▼▼▼

use std::{collections::HashMap, fmt, mem};

use bitflags::bitflags;
use lazy_static::lazy_static;
use thiserror::Error;

use super::{decoders, DecodedAttribute};
use crate::{
    constant_pool::ConstantPool,
    diagnostics::{DiagnosticKind, Diagnostics},
    reader::{ByteReader, ReadError},
};

bitflags! {
    /// Structures an attribute can be attached to.
    pub struct AttributeLocation: u8 {
        const CLASS = 0x01;
        const FIELD = 0x02;
        const METHOD = 0x04;
        const CODE = 0x08;
        const RECORD_COMPONENT = 0x10;
    }
}

#[derive(Error, Debug)]
pub enum DecodeError {
    #[error(transparent)]
    Read(#[from] ReadError),
    #[error("{0}")]
    Invalid(String),
}

/// Decodes the payload of one attribute kind.
///
/// Decoders are shared between threads parsing different buffers, so they
/// must not keep per-parse state.
pub trait AttributeDecoder: Send + Sync {
    fn locations(&self) -> AttributeLocation {
        AttributeLocation::all()
    }

    /// `r` covers exactly the attribute's payload.
    fn decode(
        &self,
        r: &mut ByteReader<'_>,
        cx: &mut DecodeContext<'_>,
    ) -> Result<DecodedAttribute, DecodeError>;
}

pub(super) type DecodeFn =
    fn(&mut ByteReader<'_>, &mut DecodeContext<'_>) -> Result<DecodedAttribute, DecodeError>;

pub(super) struct StandardDecoder {
    pub(super) locations: AttributeLocation,
    pub(super) decode: DecodeFn,
}

impl AttributeDecoder for StandardDecoder {
    fn locations(&self) -> AttributeLocation {
        self.locations
    }

    fn decode(
        &self,
        r: &mut ByteReader<'_>,
        cx: &mut DecodeContext<'_>,
    ) -> Result<DecodedAttribute, DecodeError> {
        (self.decode)(r, cx)
    }
}

/// Maps attribute names to decoders. Built before parsing starts and only
/// read afterwards.
#[derive(Default)]
pub struct AttributeRegistry {
    decoders: HashMap<String, Box<dyn AttributeDecoder>>,
}

impl AttributeRegistry {
    /// An empty registry: every attribute is kept raw.
    pub fn new() -> Self {
        Self::default()
    }

    /// A registry with decoders for the standard attributes of JVMS §4.7.
    pub fn standard() -> Self {
        let mut registry = Self::new();
        decoders::register_standard(&mut registry);
        registry
    }

    /// Adds or replaces the decoder for `name`, returning the previous one.
    pub fn register(
        &mut self,
        name: impl Into<String>,
        decoder: impl AttributeDecoder + 'static,
    ) -> Option<Box<dyn AttributeDecoder>> {
        self.decoders.insert(name.into(), Box::new(decoder))
    }

    pub fn with(
        mut self,
        name: impl Into<String>,
        decoder: impl AttributeDecoder + 'static,
    ) -> Self {
        self.register(name, decoder);
        self
    }

    pub fn get(&self, name: &str) -> Option<&dyn AttributeDecoder> {
        self.decoders.get(name).map(|d| d.as_ref())
    }

    pub fn contains(&self, name: &str) -> bool {
        self.decoders.contains_key(name)
    }

    pub fn names(&self) -> impl Iterator<Item = &str> {
        self.decoders.keys().map(String::as_str)
    }
}

impl fmt::Debug for AttributeRegistry {
    fn fmt(&self, f: &mut fmt::Formatter<'_>) -> fmt::Result {
        let mut names = self.names().collect::<Vec<_>>();
        names.sort_unstable();
        f.debug_struct("AttributeRegistry")
            .field("decoders", &names)
            .finish()
    }
}

lazy_static! {
    static ref STANDARD_REGISTRY: AttributeRegistry = AttributeRegistry::standard();
}

/// The shared registry used by [`crate::ClassFile::parse`].
pub fn standard_registry() -> &'static AttributeRegistry {
    &STANDARD_REGISTRY
}

/// State available to decoders: the finished constant pool, the registry
/// (for nested attribute tables) and the diagnostics of the current parse.
pub struct DecodeContext<'a> {
    pub pool: &'a ConstantPool,
    pub location: AttributeLocation,
    registry: &'a AttributeRegistry,
    pub(crate) diagnostics: &'a mut Diagnostics,
}

impl<'a> DecodeContext<'a> {
    pub fn new(
        pool: &'a ConstantPool,
        registry: &'a AttributeRegistry,
        location: AttributeLocation,
        diagnostics: &'a mut Diagnostics,
    ) -> Self {
        Self {
            pool,
            location,
            registry,
            diagnostics,
        }
    }

    /// Runs `f` with the location switched, e.g. for the attributes nested in
    /// a Code attribute.
    pub fn nested<T>(&mut self, location: AttributeLocation, f: impl FnOnce(&mut Self) -> T) -> T {
        let outer = mem::replace(&mut self.location, location);
        let result = f(self);
        self.location = outer;
        result
    }

    pub(super) fn decode(
        &mut self,
        name: &str,
        payload: &mut ByteReader<'_>,
        offset: usize,
    ) -> Option<DecodedAttribute> {
        let registry = self.registry;
        let decoder = registry.get(name)?;

        if !decoder.locations().contains(self.location) {
            self.diagnostics.warn(
                DiagnosticKind::MisplacedAttribute {
                    name: name.to_owned(),
                    location: self.location,
                },
                offset,
            );
            return None;
        }

        let malformed = |reason: String| DiagnosticKind::MalformedAttribute {
            name: name.to_owned(),
            reason,
        };

        match decoder.decode(payload, self) {
            Ok(decoded) if payload.remaining() == 0 => Some(decoded),
            Ok(_) => {
                let reason = format!("{} bytes left undecoded", payload.remaining());
                self.diagnostics.warn(malformed(reason), offset);
                None
            }
            Err(e) => {
                self.diagnostics.warn(malformed(e.to_string()), offset);
                None
            }
        }
    }
}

▲▲▲

**Your instructions:** The required answer is the number of lines in the listing above that contain the word "malformed", with nothing added.

**Worked solution:** 3